Exercise
Would you please copy each line below that includes the string "candidate"?

[Saved entries]
○ ○ ○
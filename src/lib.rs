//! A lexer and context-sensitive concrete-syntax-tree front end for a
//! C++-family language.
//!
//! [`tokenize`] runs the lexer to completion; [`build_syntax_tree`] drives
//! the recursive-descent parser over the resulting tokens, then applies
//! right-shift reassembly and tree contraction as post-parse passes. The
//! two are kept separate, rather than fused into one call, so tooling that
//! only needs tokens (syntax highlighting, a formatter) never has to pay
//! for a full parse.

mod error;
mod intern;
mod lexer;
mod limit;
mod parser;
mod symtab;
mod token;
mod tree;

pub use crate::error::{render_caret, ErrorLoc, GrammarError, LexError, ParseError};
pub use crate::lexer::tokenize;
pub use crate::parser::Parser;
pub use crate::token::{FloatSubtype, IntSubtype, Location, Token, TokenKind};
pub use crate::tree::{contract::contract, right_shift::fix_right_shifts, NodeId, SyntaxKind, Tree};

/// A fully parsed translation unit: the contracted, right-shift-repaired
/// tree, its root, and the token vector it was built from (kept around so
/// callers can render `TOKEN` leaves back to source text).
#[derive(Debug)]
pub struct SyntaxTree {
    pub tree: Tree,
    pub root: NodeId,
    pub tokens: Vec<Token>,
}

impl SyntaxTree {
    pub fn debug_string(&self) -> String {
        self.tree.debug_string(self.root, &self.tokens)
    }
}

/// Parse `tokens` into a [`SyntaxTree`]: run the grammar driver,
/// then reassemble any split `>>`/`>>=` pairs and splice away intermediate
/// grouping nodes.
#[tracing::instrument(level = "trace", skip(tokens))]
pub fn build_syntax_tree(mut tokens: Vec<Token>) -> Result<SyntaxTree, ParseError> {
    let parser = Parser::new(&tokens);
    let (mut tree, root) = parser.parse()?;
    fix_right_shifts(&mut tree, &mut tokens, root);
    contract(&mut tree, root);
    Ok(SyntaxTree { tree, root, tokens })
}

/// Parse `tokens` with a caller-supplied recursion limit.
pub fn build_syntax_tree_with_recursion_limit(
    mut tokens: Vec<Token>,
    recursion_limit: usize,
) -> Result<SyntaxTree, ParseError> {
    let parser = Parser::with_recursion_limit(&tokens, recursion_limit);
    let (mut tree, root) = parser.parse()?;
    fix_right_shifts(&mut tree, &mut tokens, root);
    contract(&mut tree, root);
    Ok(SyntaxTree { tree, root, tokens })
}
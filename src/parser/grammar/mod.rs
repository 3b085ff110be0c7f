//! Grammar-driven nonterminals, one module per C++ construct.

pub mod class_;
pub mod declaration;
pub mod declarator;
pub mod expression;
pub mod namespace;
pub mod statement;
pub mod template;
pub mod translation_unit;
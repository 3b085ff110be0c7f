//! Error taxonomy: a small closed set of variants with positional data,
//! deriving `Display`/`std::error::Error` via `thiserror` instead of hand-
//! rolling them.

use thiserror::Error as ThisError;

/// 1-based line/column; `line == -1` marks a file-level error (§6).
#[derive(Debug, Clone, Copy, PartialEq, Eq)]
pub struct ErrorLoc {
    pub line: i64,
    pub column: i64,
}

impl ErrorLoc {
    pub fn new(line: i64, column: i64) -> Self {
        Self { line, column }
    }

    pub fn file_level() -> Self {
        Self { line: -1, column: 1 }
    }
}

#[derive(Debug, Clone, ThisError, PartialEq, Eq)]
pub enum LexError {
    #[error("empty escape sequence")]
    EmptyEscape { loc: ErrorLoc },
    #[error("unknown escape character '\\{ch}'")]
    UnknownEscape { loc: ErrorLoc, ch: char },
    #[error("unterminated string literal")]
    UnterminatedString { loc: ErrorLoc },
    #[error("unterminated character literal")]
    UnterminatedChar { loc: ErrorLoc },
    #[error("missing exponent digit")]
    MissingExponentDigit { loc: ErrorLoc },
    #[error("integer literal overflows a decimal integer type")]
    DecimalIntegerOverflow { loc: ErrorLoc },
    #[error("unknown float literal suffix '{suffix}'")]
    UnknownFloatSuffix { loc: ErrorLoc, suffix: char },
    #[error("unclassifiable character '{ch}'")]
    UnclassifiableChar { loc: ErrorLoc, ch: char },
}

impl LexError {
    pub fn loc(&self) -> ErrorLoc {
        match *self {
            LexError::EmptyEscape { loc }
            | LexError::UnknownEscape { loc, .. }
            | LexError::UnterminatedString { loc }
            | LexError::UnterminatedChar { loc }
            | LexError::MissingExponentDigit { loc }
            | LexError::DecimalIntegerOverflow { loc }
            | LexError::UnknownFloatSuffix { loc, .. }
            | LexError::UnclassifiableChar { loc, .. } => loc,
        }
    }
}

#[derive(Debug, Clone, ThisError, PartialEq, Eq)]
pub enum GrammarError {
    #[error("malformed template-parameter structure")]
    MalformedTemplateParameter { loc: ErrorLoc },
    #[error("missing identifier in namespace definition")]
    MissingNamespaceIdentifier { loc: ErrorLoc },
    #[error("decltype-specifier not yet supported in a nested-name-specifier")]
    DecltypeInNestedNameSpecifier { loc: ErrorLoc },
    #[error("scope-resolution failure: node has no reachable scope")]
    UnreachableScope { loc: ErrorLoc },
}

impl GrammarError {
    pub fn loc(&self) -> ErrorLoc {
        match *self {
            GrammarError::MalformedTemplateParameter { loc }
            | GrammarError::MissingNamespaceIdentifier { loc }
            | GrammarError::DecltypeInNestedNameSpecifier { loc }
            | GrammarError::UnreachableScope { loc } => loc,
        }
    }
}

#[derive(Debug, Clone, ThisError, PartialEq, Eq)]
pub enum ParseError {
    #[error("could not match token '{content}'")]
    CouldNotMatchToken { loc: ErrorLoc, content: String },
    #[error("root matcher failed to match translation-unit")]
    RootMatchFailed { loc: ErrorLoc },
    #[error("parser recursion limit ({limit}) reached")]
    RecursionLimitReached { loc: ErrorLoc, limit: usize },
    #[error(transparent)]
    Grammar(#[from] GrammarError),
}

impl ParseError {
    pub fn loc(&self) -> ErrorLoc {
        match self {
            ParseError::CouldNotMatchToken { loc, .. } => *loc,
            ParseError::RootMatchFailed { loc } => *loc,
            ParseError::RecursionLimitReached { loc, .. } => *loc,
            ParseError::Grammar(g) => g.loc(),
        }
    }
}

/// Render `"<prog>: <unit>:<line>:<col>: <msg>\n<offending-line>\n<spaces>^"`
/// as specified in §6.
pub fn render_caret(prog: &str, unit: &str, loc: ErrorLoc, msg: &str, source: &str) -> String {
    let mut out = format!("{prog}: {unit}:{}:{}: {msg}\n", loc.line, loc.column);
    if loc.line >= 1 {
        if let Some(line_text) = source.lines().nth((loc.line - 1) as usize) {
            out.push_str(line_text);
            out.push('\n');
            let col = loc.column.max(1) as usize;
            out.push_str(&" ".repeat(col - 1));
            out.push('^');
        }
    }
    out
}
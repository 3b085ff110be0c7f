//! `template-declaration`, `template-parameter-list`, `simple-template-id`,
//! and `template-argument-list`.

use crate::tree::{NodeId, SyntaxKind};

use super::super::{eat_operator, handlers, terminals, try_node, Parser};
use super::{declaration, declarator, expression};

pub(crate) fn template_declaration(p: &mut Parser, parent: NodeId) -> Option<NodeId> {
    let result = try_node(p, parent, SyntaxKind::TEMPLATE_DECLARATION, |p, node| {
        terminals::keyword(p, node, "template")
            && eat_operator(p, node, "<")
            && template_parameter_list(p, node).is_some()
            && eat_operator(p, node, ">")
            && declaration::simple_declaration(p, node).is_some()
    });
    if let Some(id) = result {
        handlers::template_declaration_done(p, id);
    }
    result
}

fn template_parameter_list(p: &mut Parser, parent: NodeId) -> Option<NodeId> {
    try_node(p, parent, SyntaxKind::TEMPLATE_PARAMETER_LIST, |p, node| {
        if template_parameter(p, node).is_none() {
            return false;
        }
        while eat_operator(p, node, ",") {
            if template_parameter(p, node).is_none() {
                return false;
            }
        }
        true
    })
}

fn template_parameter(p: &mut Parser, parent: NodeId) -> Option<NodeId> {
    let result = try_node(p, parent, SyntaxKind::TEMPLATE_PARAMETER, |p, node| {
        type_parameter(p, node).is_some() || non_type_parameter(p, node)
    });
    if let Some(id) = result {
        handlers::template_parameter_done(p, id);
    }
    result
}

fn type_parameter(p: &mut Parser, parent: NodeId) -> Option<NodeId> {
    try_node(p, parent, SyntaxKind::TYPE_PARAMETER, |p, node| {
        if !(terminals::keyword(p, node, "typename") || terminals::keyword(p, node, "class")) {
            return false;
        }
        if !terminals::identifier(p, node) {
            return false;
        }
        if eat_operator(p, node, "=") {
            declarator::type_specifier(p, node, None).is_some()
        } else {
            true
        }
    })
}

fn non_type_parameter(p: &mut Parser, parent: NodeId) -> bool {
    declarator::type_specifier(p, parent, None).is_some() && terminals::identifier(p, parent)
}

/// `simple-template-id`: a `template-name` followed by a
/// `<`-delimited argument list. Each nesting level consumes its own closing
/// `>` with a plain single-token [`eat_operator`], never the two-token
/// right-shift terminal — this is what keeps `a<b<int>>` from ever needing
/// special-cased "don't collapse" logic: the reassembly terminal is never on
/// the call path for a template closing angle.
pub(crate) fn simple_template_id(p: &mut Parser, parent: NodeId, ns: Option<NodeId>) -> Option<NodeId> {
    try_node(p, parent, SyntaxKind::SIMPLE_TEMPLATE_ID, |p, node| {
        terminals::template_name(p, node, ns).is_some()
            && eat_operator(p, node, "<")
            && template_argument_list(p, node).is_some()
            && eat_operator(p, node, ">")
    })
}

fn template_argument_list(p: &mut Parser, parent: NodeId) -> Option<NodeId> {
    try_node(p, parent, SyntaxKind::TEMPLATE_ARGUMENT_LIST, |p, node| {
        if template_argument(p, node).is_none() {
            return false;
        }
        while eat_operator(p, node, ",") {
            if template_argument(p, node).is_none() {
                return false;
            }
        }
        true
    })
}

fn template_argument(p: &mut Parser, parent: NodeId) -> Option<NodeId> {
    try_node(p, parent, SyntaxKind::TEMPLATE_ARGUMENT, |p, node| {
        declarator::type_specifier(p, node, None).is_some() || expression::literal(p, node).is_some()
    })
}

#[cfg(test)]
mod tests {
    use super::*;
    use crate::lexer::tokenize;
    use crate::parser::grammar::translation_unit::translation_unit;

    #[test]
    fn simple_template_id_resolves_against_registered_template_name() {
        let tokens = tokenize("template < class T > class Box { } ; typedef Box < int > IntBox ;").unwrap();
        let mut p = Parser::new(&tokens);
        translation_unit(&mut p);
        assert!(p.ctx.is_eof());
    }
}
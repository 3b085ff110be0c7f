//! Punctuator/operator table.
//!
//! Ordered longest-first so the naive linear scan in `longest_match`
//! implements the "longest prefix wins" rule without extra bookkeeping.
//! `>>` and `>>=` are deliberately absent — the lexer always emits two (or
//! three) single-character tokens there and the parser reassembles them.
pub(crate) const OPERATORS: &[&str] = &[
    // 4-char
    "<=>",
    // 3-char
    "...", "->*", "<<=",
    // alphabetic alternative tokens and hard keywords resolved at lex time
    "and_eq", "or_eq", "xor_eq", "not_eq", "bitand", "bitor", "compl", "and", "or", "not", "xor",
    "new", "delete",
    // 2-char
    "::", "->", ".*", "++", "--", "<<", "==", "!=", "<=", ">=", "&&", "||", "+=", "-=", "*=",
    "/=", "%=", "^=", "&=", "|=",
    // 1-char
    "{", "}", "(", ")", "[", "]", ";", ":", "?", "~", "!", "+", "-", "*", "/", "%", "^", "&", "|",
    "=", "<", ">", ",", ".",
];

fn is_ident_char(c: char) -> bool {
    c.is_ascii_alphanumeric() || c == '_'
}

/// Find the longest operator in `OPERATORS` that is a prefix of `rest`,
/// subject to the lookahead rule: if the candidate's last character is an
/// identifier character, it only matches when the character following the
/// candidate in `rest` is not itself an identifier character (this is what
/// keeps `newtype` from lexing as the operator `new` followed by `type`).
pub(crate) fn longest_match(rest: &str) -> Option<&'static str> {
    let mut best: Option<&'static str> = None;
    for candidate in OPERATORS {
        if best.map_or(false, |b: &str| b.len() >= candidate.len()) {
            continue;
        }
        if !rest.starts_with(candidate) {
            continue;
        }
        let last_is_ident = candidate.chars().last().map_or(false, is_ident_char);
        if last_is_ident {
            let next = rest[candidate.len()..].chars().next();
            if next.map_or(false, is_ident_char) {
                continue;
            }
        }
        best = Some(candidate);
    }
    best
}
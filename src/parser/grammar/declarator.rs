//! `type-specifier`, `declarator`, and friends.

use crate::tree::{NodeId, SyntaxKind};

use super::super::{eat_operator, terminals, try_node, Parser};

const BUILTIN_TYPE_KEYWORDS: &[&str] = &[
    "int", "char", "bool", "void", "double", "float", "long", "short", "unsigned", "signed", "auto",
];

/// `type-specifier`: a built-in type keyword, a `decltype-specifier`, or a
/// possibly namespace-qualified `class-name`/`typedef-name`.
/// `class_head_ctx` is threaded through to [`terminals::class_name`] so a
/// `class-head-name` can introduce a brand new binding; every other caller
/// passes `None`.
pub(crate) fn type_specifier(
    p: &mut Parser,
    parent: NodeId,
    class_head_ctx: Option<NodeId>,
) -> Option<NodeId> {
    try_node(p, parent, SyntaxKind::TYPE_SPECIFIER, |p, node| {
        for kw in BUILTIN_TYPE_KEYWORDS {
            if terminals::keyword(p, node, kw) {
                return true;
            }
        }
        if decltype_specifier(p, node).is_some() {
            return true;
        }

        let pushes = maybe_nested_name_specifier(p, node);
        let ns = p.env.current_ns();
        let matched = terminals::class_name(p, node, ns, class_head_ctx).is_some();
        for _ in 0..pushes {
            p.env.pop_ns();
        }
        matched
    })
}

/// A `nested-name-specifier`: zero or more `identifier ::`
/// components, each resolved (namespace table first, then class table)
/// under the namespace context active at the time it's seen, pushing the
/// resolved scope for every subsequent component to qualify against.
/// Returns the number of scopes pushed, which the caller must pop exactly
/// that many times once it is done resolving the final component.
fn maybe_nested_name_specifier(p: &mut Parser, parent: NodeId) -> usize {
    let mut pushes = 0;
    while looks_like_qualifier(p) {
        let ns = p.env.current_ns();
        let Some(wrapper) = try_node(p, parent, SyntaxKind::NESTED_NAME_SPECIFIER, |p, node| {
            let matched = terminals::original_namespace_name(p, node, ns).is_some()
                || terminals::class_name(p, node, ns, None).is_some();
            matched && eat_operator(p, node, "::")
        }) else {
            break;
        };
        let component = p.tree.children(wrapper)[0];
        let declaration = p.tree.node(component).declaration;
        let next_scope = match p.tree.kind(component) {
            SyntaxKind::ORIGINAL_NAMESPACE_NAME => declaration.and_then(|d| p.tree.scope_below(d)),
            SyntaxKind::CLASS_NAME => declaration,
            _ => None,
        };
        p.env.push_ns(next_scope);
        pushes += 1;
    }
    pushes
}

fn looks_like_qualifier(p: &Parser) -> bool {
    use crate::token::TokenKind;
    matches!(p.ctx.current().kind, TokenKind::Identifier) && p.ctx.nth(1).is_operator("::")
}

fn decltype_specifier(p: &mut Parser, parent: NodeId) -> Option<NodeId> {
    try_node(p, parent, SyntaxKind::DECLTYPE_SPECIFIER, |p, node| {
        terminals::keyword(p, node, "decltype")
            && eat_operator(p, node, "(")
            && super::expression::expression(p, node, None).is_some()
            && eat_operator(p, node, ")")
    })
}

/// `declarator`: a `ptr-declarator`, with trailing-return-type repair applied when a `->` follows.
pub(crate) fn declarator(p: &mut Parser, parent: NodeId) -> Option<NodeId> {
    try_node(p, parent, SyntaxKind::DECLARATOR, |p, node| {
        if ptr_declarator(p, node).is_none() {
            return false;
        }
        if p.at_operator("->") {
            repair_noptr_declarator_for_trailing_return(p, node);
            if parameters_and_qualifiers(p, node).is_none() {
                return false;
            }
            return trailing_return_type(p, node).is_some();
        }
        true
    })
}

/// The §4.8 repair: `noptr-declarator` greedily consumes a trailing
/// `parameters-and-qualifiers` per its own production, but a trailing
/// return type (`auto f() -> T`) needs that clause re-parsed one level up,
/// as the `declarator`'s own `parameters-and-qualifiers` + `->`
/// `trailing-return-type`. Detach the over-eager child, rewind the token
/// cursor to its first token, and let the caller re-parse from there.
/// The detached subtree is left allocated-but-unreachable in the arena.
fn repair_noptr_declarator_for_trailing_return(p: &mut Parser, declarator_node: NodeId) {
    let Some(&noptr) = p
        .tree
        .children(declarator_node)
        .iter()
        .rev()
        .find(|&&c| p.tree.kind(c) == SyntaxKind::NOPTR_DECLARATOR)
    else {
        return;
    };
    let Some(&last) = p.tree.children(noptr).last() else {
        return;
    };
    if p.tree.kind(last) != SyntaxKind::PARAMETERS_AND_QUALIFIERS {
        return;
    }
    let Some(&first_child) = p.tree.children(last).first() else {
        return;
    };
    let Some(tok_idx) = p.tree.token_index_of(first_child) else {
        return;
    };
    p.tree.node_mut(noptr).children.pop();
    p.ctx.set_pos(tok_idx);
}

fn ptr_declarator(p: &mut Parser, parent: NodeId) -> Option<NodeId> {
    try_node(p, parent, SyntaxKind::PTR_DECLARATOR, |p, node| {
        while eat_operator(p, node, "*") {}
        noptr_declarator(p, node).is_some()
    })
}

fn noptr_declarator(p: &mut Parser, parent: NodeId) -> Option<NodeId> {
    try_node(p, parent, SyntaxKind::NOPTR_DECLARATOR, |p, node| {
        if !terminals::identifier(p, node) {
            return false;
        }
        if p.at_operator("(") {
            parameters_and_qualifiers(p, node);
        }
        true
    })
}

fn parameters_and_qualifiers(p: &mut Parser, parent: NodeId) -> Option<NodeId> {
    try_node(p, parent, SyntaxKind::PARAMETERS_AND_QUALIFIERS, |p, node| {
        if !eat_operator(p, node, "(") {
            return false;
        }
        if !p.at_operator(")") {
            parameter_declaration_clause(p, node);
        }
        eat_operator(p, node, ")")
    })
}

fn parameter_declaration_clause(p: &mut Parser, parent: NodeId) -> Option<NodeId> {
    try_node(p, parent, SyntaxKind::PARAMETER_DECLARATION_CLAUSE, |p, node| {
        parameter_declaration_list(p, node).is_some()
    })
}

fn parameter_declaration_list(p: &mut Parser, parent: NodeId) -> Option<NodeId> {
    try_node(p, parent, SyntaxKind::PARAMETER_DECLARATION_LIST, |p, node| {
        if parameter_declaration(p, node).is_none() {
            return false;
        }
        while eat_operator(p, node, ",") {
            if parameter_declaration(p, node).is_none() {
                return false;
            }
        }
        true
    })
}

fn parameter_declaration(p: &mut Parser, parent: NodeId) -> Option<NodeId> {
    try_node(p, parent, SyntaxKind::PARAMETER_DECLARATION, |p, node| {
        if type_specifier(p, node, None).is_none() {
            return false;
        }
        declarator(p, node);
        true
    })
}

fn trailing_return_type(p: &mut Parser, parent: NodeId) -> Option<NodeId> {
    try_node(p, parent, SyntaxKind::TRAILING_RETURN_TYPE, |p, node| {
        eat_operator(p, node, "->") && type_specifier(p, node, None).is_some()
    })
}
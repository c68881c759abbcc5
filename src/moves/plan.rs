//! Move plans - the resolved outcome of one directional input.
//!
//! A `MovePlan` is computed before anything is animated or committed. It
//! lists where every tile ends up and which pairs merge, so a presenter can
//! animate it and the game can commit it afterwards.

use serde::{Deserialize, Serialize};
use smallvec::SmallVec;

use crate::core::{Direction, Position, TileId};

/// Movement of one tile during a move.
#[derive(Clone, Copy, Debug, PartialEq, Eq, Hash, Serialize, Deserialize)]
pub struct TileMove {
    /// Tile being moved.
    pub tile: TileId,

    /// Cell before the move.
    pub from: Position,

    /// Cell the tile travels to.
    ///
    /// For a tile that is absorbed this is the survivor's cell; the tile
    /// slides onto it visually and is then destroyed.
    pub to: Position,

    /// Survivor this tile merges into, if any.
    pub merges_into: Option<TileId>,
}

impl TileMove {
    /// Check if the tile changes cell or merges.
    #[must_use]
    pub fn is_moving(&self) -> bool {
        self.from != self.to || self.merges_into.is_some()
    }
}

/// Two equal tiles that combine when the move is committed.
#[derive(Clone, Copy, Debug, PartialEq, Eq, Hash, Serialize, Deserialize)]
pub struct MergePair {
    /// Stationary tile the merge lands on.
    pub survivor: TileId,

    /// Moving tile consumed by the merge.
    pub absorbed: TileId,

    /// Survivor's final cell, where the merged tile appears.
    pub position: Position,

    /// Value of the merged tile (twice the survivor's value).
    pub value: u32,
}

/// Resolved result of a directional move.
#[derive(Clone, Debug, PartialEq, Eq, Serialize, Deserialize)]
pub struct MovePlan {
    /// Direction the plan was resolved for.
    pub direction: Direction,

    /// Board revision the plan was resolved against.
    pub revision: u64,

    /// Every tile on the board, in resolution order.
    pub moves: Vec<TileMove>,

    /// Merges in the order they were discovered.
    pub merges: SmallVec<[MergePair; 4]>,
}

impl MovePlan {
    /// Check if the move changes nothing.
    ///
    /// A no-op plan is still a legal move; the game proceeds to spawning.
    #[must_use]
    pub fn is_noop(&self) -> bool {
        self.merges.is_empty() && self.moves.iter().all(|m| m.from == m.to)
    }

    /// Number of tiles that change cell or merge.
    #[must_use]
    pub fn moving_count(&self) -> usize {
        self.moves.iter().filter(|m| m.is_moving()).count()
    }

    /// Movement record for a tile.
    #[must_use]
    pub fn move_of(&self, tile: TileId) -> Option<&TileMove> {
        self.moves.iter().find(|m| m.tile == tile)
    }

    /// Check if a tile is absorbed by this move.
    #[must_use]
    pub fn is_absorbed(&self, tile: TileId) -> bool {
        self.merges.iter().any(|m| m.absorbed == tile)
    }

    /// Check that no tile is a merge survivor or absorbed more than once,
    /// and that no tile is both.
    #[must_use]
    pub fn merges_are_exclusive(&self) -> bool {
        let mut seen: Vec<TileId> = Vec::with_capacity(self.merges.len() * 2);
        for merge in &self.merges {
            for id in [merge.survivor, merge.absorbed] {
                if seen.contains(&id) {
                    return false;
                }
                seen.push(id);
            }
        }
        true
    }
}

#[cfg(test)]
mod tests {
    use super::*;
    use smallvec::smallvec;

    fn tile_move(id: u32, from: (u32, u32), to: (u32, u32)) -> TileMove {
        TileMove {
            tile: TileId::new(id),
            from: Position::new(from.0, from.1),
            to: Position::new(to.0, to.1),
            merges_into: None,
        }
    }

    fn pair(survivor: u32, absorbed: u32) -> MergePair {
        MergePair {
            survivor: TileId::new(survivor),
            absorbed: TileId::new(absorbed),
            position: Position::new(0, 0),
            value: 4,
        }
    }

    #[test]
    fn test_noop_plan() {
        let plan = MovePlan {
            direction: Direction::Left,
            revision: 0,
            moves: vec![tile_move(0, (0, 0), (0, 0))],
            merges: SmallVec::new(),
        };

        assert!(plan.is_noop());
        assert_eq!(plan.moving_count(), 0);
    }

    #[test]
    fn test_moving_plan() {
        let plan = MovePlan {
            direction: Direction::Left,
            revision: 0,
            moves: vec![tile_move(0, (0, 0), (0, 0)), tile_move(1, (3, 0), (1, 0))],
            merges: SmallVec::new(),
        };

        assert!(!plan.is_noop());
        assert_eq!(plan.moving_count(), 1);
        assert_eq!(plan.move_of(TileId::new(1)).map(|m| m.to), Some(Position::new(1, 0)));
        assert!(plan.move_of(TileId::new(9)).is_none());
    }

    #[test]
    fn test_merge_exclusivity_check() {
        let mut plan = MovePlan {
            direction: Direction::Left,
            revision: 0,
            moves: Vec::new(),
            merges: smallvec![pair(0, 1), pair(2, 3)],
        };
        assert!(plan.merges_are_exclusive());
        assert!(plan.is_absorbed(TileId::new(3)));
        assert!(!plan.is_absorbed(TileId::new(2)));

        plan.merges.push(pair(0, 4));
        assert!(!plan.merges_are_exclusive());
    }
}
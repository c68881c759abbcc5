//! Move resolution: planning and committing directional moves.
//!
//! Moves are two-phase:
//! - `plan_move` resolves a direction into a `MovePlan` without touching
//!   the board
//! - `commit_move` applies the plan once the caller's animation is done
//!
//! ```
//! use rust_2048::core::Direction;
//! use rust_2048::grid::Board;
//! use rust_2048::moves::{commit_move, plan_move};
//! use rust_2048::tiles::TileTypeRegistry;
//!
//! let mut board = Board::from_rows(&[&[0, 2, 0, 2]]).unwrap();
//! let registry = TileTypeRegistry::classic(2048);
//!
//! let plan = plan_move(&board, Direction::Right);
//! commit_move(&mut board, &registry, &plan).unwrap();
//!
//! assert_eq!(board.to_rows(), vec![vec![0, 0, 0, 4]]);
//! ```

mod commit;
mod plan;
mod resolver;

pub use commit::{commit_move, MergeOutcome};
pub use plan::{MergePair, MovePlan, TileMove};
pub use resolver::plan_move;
○ ○ ○
Solution
/// subject to the lookahead rule: if the candidate's last character is an
/// candidate in `rest` is not itself an identifier character (this is what
    for candidate in OPERATORS {
        if best.map_or(false, |b: &str| b.len() >= candidate.len()) {
        if !rest.starts_with(candidate) {
        let last_is_ident = candidate.chars().last().map_or(false, is_ident_char);
            let next = rest[candidate.len()..].chars().next();
        best = Some(candidate);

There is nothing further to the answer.